There is a photo of my grandfather from around 1903. In it, he must be about three years old. He wears a dress and has long hair. Back then, androgyny was the norm for children of a certain age. Now, even hospital bracelets in the maternity ward are pink or blue.
I have not banned pink from Emília’s nursery or her wardrobe. Why would I? Our house on the farm is painted dark salmon pink. We have some lovely and fragrant pink tea roses outside of our door. I own pink shirts and a hot-pink purse. I like to shop, wear nice clothing and make-up, have mani-pedi’s, get my hair cut and styled, wear jewelry. But I do not believe that these things make me feminine–they do not define me as a person or as a woman. But how to communicate this to my daughter? There are so many mixed messages for girls (and women) today: Cherish your body, but don’t obsess. Looks don’t matter, but you have to work-out. Clothing is superficial, but take pride in your appearance.
In her book, Orenstein cites studies saying that children are vulnerable to long-term, consistent influences of marketing and advertising. If little girls are constantly bombarded with make-up kits, princess garb, dolls called “Bratz,” purses that have the words “spoiled” and “fashionista” scrawled across them, will this mean that they will grow up with a warped sense of femininity? Will they believe that that being a girl means being a spoiled fashionista? According to Orenstein, the answer is yes. In our modern culture, Orenstein writes, little girls “learn how to act desirable but not how to desire, undermining rather than promoting healthy sexuality.”
If we buy Emília a Barbie, are we promoting unhealthy sexuality? If we tell her she is beautiful, is this wrong? What girl, or woman for that matter, doesn’t want to be called beautiful? If Emíla wants to be a fairy princess for Halloween, should we force her to be a pirate? What if she genuinely likes princesses? What worries me about Orenstein’s anti-princess sentiment is the following: if, as parents, we constantly assume our daughter is falling prey to some Disney marketing scheme, and that her desires are not her own, then I’m not trusting her ability to know herself or to express her own likes and dislikes.

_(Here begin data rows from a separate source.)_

use chrono::{DateTime, Utc};
use dashmap::DashMap;
use std::sync::Arc;
use std::time::Instant;

use crate::automation::AutomationEngine;
use crate::config::AppConfig;
use crate::error::{LeadflowError, Result};
use crate::intent::IntentDetector;
use crate::queue::JobQueues;
use crate::routing::PipelineRouter;
use crate::scoring::ScoringEngine;
use crate::store::PostgresStore;

/// Fixed-window request counter per producer source
#[derive(Debug, Clone, Copy)]
struct RateWindow {
    started: Instant,
    count: u32,
}

/// Shared application state for API handlers
#[derive(Clone)]
pub struct AppState {
    pub store: Arc<PostgresStore>,
    pub queues: JobQueues,
    pub router: Arc<PipelineRouter>,
    pub scoring: Arc<ScoringEngine>,
    pub intent: Arc<IntentDetector>,
    pub automation: Arc<AutomationEngine>,
    pub config: Arc<AppConfig>,
    pub start_time: DateTime<Utc>,
    rate_windows: Arc<DashMap<String, RateWindow>>,
}

impl AppState {
    #[allow(clippy::too_many_arguments)]
    pub fn new(
        store: Arc<PostgresStore>,
        queues: JobQueues,
        router: Arc<PipelineRouter>,
        scoring: Arc<ScoringEngine>,
        intent: Arc<IntentDetector>,
        automation: Arc<AutomationEngine>,
        config: Arc<AppConfig>,
    ) -> Self {
        Self {
            store,
            queues,
            router,
            scoring,
            intent,
            automation,
            config,
            start_time: Utc::now(),
            rate_windows: Arc::new(DashMap::new()),
        }
    }

    pub fn uptime_seconds(&self) -> i64 {
        (Utc::now() - self.start_time).num_seconds()
    }

    /// Fixed-window inbound rate limit per producer source
    pub fn check_rate_limit(&self, source: &str) -> Result<()> {
        let window = std::time::Duration::from_millis(self.config.rate_limit.time_window_ms);
        let max = self.config.rate_limit.max;
        let now = Instant::now();

        let mut entry = self
            .rate_windows
            .entry(source.to_string())
            .or_insert(RateWindow {
                started: now,
                count: 0,
            });
        if now.duration_since(entry.started) >= window {
            entry.started = now;
            entry.count = 0;
        }
        if entry.count >= max {
            return Err(LeadflowError::RateLimited(format!(
                "source {source} exceeded {max} requests per window"
            )));
        }
        entry.count += 1;
        Ok(())
    }
}
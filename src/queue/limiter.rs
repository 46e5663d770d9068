use std::time::Duration;
use tokio::sync::Mutex;
use tokio::time::Instant;

/// Token bucket limiting job starts per second for one queue
pub struct TokenBucket {
    rate_per_sec: f64,
    state: Mutex<BucketState>,
}

struct BucketState {
    tokens: f64,
    refilled_at: Instant,
}

impl TokenBucket {
    pub fn new(rate_per_sec: f64) -> Self {
        Self {
            rate_per_sec,
            state: Mutex::new(BucketState {
                tokens: rate_per_sec,
                refilled_at: Instant::now(),
            }),
        }
    }

    /// Wait until one token is available, then take it
    pub async fn acquire(&self) {
        loop {
            let wait = {
                let mut state = self.state.lock().await;
                let elapsed = state.refilled_at.elapsed().as_secs_f64();
                state.tokens =
                    (state.tokens + elapsed * self.rate_per_sec).min(self.rate_per_sec);
                state.refilled_at = Instant::now();

                if state.tokens >= 1.0 {
                    state.tokens -= 1.0;
                    return;
                }
                Duration::from_secs_f64((1.0 - state.tokens) / self.rate_per_sec)
            };
            tokio::time::sleep(wait).await;
        }
    }
}

#[cfg(test)]
mod tests {
    use super::*;

    #[tokio::test(start_paused = true)]
    async fn test_burst_up_to_capacity_then_throttled() {
        let bucket = TokenBucket::new(2.0);
        let start = Instant::now();
        // Two tokens available immediately
        bucket.acquire().await;
        bucket.acquire().await;
        assert!(start.elapsed() < Duration::from_millis(10));
        // Third token needs ~500ms of refill at 2/sec
        bucket.acquire().await;
        assert!(start.elapsed() >= Duration::from_millis(450));
    }
}
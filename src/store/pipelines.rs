use chrono::{DateTime, Utc};
use rust_decimal::Decimal;
use sqlx::postgres::PgRow;
use sqlx::Row;
use uuid::Uuid;

use crate::domain::{Deal, DealStatus, Pipeline, PipelineStage, Role, StageType};
use crate::error::{LeadflowError, Result};

use super::PostgresStore;

fn pipeline_from_row(row: &PgRow) -> Pipeline {
    Pipeline {
        id: row.get("id"),
        slug: row.get("slug"),
        name: row.get("name"),
        sales_cycle_days: row.get("sales_cycle_days"),
        is_default: row.get("is_default"),
        created_at: row.get("created_at"),
    }
}

fn stage_from_row(row: &PgRow) -> Result<PipelineStage> {
    let stage_type: String = row.get("stage_type");
    Ok(PipelineStage {
        id: row.get("id"),
        pipeline_id: row.get("pipeline_id"),
        slug: row.get("slug"),
        name: row.get("name"),
        position: row.get("position"),
        stage_type: StageType::try_from(stage_type.as_str()).map_err(LeadflowError::Internal)?,
        automation_rule_ids: row.get("automation_rule_ids"),
    })
}

fn deal_from_row(row: &PgRow) -> Result<Deal> {
    let status: String = row.get("status");
    Ok(Deal {
        id: row.get("id"),
        lead_id: row.get("lead_id"),
        pipeline_id: row.get("pipeline_id"),
        stage_id: row.get("stage_id"),
        name: row.get("name"),
        value: row.get("value"),
        currency: row.get("currency"),
        status: DealStatus::try_from(status.as_str()).map_err(LeadflowError::Internal)?,
        stage_entered_at: row.get("stage_entered_at"),
        assigned_to: row.get("assigned_to"),
        assigned_region: row.get("assigned_region"),
        moco_offer_id: row.get("moco_offer_id"),
        moco_invoice_id: row.get("moco_invoice_id"),
        created_at: row.get("created_at"),
        updated_at: row.get("updated_at"),
    })
}

const DEAL_COLUMNS: &str = "id, lead_id, pipeline_id, stage_id, name, value, currency, status, \
     stage_entered_at, assigned_to, assigned_region, moco_offer_id, moco_invoice_id, \
     created_at, updated_at";

/// Result of the routing transaction
#[derive(Debug, Clone)]
pub struct RoutingOutcome {
    pub deal: Deal,
    pub deal_created: bool,
    pub assigned_to: Option<Uuid>,
}

impl PostgresStore {
    pub async fn get_pipeline_by_slug(&self, slug: &str) -> Result<Pipeline> {
        let row = sqlx::query(
            "SELECT id, slug, name, sales_cycle_days, is_default, created_at \
             FROM pipelines WHERE slug = $1",
        )
        .bind(slug)
        .fetch_optional(self.pool())
        .await?
        .ok_or_else(|| LeadflowError::NotFound {
            entity: "pipeline",
            id: slug.to_string(),
        })?;
        Ok(pipeline_from_row(&row))
    }

    /// Entry stage (position 1) of a pipeline
    pub async fn get_first_stage(&self, pipeline_id: Uuid) -> Result<PipelineStage> {
        let row = sqlx::query(
            "SELECT id, pipeline_id, slug, name, position, stage_type, automation_rule_ids \
             FROM pipeline_stages WHERE pipeline_id = $1 ORDER BY position ASC LIMIT 1",
        )
        .bind(pipeline_id)
        .fetch_optional(self.pool())
        .await?
        .ok_or_else(|| LeadflowError::NotFound {
            entity: "pipeline_stage",
            id: format!("first stage of {pipeline_id}"),
        })?;
        stage_from_row(&row)
    }

    pub async fn get_stage_by_slug(&self, pipeline_id: Uuid, slug: &str) -> Result<PipelineStage> {
        let row = sqlx::query(
            "SELECT id, pipeline_id, slug, name, position, stage_type, automation_rule_ids \
             FROM pipeline_stages WHERE pipeline_id = $1 AND slug = $2",
        )
        .bind(pipeline_id)
        .bind(slug)
        .fetch_optional(self.pool())
        .await?
        .ok_or_else(|| LeadflowError::NotFound {
            entity: "pipeline_stage",
            id: slug.to_string(),
        })?;
        stage_from_row(&row)
    }

    pub async fn get_deal(&self, id: Uuid) -> Result<Deal> {
        let query = format!("SELECT {DEAL_COLUMNS} FROM deals WHERE id = $1");
        let row = sqlx::query(&query)
            .bind(id)
            .fetch_optional(self.pool())
            .await?
            .ok_or_else(|| LeadflowError::NotFound {
                entity: "deal",
                id: id.to_string(),
            })?;
        deal_from_row(&row)
    }

    pub async fn get_deal_for_lead(&self, lead_id: Uuid, pipeline_id: Uuid) -> Result<Option<Deal>> {
        let query =
            format!("SELECT {DEAL_COLUMNS} FROM deals WHERE lead_id = $1 AND pipeline_id = $2");
        let row = sqlx::query(&query)
            .bind(lead_id)
            .bind(pipeline_id)
            .fetch_optional(self.pool())
            .await?;
        row.as_ref().map(deal_from_row).transpose()
    }

    /// Routing side effects in one transaction: deal upsert, lead routing
    /// fields, owner pick and conditional capacity increment. The
    /// conditional `current_leads < max_leads` update makes over-assignment
    /// impossible; the increment happens only when the deal was created.
    #[allow(clippy::too_many_arguments)]
    pub async fn apply_routing(
        &self,
        lead_id: Uuid,
        pipeline_id: Uuid,
        stage_id: Uuid,
        deal_name: &str,
        assignee_role: Option<Role>,
        desired_region: Option<&str>,
        now: DateTime<Utc>,
    ) -> Result<RoutingOutcome> {
        let mut tx = self.pool().begin().await?;

        let insert_query = format!(
            "INSERT INTO deals (lead_id, pipeline_id, stage_id, name, currency, status, stage_entered_at) \
             VALUES ($1, $2, $3, $4, 'EUR', 'open', $5) \
             ON CONFLICT (lead_id, pipeline_id) DO NOTHING \
             RETURNING {DEAL_COLUMNS}"
        );
        let inserted = sqlx::query(&insert_query)
            .bind(lead_id)
            .bind(pipeline_id)
            .bind(stage_id)
            .bind(deal_name)
            .bind(now)
            .fetch_optional(&mut *tx)
            .await?;
        let deal_created = inserted.is_some();

        let mut deal = match inserted {
            Some(row) => deal_from_row(&row)?,
            None => {
                let query = format!(
                    "SELECT {DEAL_COLUMNS} FROM deals WHERE lead_id = $1 AND pipeline_id = $2"
                );
                let row = sqlx::query(&query)
                    .bind(lead_id)
                    .bind(pipeline_id)
                    .fetch_one(&mut *tx)
                    .await?;
                deal_from_row(&row)?
            }
        };

        sqlx::query(
            "UPDATE leads SET pipeline_id = $2, routing_status = 'routed', routed_at = $3, \
             updated_at = now() WHERE id = $1",
        )
        .bind(lead_id)
        .bind(pipeline_id)
        .bind(now)
        .execute(&mut *tx)
        .await?;

        // Owner increment only for a freshly created deal (idempotent re-runs)
        let mut assigned_to = deal.assigned_to;
        if deal_created {
            if let Some(role) = assignee_role {
                let candidate = sqlx::query(
                    r#"
                    SELECT id, region FROM team_members
                    WHERE role = $1
                      AND is_active
                      AND current_leads < max_leads
                      AND ($2::TEXT IS NULL OR region IS NULL OR region = $2)
                    ORDER BY current_leads ASC, last_assigned_at ASC NULLS FIRST
                    LIMIT 1
                    FOR UPDATE SKIP LOCKED
                    "#,
                )
                .bind(role.as_str())
                .bind(desired_region)
                .fetch_optional(&mut *tx)
                .await?;

                if let Some(row) = candidate {
                    let member_id: Uuid = row.get("id");
                    let member_region: Option<String> = row.get("region");
                    let updated = sqlx::query(
                        "UPDATE team_members SET current_leads = current_leads + 1, \
                         last_assigned_at = $2 WHERE id = $1 AND current_leads < max_leads",
                    )
                    .bind(member_id)
                    .bind(now)
                    .execute(&mut *tx)
                    .await?;

                    if updated.rows_affected() == 1 {
                        sqlx::query(
                            "UPDATE deals SET assigned_to = $2, assigned_region = $3, \
                             updated_at = now() WHERE id = $1",
                        )
                        .bind(deal.id)
                        .bind(member_id)
                        .bind(&member_region)
                        .execute(&mut *tx)
                        .await?;
                        assigned_to = Some(member_id);
                        deal.assigned_region = member_region;
                    }
                }
            }
        }

        tx.commit().await?;
        deal.assigned_to = assigned_to;

        Ok(RoutingOutcome {
            deal,
            deal_created,
            assigned_to,
        })
    }

    /// Direct owner write used by automation's assign_owner action
    pub async fn assign_deal(
        &self,
        deal_id: Uuid,
        member_id: Uuid,
        region: Option<&str>,
    ) -> Result<()> {
        sqlx::query(
            "UPDATE deals SET assigned_to = $2, assigned_region = $3, updated_at = now() \
             WHERE id = $1",
        )
        .bind(deal_id)
        .bind(member_id)
        .bind(region)
        .execute(self.pool())
        .await?;
        Ok(())
    }

    pub async fn update_deal_stage(
        &self,
        deal_id: Uuid,
        stage_id: Uuid,
        now: DateTime<Utc>,
    ) -> Result<()> {
        sqlx::query(
            "UPDATE deals SET stage_id = $2, stage_entered_at = $3, updated_at = now() \
             WHERE id = $1",
        )
        .bind(deal_id)
        .bind(stage_id)
        .bind(now)
        .execute(self.pool())
        .await?;
        Ok(())
    }

    pub async fn set_deal_moco_ids(
        &self,
        deal_id: Uuid,
        offer_id: Option<&str>,
        invoice_id: Option<&str>,
    ) -> Result<()> {
        sqlx::query(
            "UPDATE deals SET moco_offer_id = COALESCE($2, moco_offer_id), \
             moco_invoice_id = COALESCE($3, moco_invoice_id), updated_at = now() WHERE id = $1",
        )
        .bind(deal_id)
        .bind(offer_id)
        .bind(invoice_id)
        .execute(self.pool())
        .await?;
        Ok(())
    }

    /// Open deals sitting in a stage since before the cutoff (daily sweep)
    pub async fn deals_in_stage_since(
        &self,
        stage_id: Uuid,
        entered_before: DateTime<Utc>,
    ) -> Result<Vec<Deal>> {
        let query = format!(
            "SELECT {DEAL_COLUMNS} FROM deals \
             WHERE stage_id = $1 AND status = 'open' AND stage_entered_at < $2"
        );
        let rows = sqlx::query(&query)
            .bind(stage_id)
            .bind(entered_before)
            .fetch_all(self.pool())
            .await?;
        rows.iter().map(deal_from_row).collect()
    }

    pub async fn count_deals_created_since(&self, since: DateTime<Utc>) -> Result<i64> {
        let row = sqlx::query("SELECT COUNT(*) AS count FROM deals WHERE created_at >= $1")
            .bind(since)
            .fetch_one(self.pool())
            .await?;
        Ok(row.get("count"))
    }

    pub async fn count_deals_won_since(&self, since: DateTime<Utc>) -> Result<i64> {
        let row = sqlx::query(
            "SELECT COUNT(*) AS count FROM deals WHERE status = 'won' AND updated_at >= $1",
        )
        .bind(since)
        .fetch_one(self.pool())
        .await?;
        Ok(row.get("count"))
    }

    /// Sum of open deal values across all pipelines (digest)
    pub async fn open_pipeline_value(&self) -> Result<Decimal> {
        let row = sqlx::query(
            "SELECT COALESCE(SUM(value), 0) AS total FROM deals WHERE status = 'open'",
        )
        .fetch_one(self.pool())
        .await?;
        Ok(row.get("total"))
    }
}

Here in Brazil there is an African religion called Candomblé that is quite popular, especially where we live in the northeast. According to one Candomblé origin story, when the great god Oxalá made the world, he initially created 17 lesser gods or orixas. One was a goddess named Oxum. The other sixteen gods ignored her, not knowing that when Oxalá “chose all good things/ He also chose their keeper/And this was a woman.” So, as long as Oxum was ignored, nothing the other sixteen divinities did on earth was successful. There was no rain, no birth, no health, no love. Eventually they went to Oxum and asked for her help, and her forgiveness. Like a princess, Oxum wears a gold crown and a beautiful yellow gown. But she is also worshipped for being a loving mother, an old crone, a seductress, a coquette, a guardian, an angel of mercy, a laughing nymph, a feared and respected goddess. Oxum carries both a mirror and a knife. On a superficial level, the mirror is a symbol of her vanity, the knife of her capacity for vengeance. But looking deeper at the goddess, the mirror is a symbol of self-knowledge and honesty. The mirror is also a way to look behind her, to see her enemies. Or her past. Apart from self defense, the knife serves many functions–cooking, skinning, hunting, cutting hair and cloth. If only the Disney princesses could be as versatile as Oxum. This is what I hope to communicate to Emília–femininity takes many forms. Femininity can be powerful.
By the end of her book, Orenstein gives good advice. Stress what your daughters body can do rather than how it is decorated. Praise her accomplishments, not just her looks. Make sure she is media literate–that she understands what is an advertisement and what is not. Make sure she knows which women are real and which are fictional.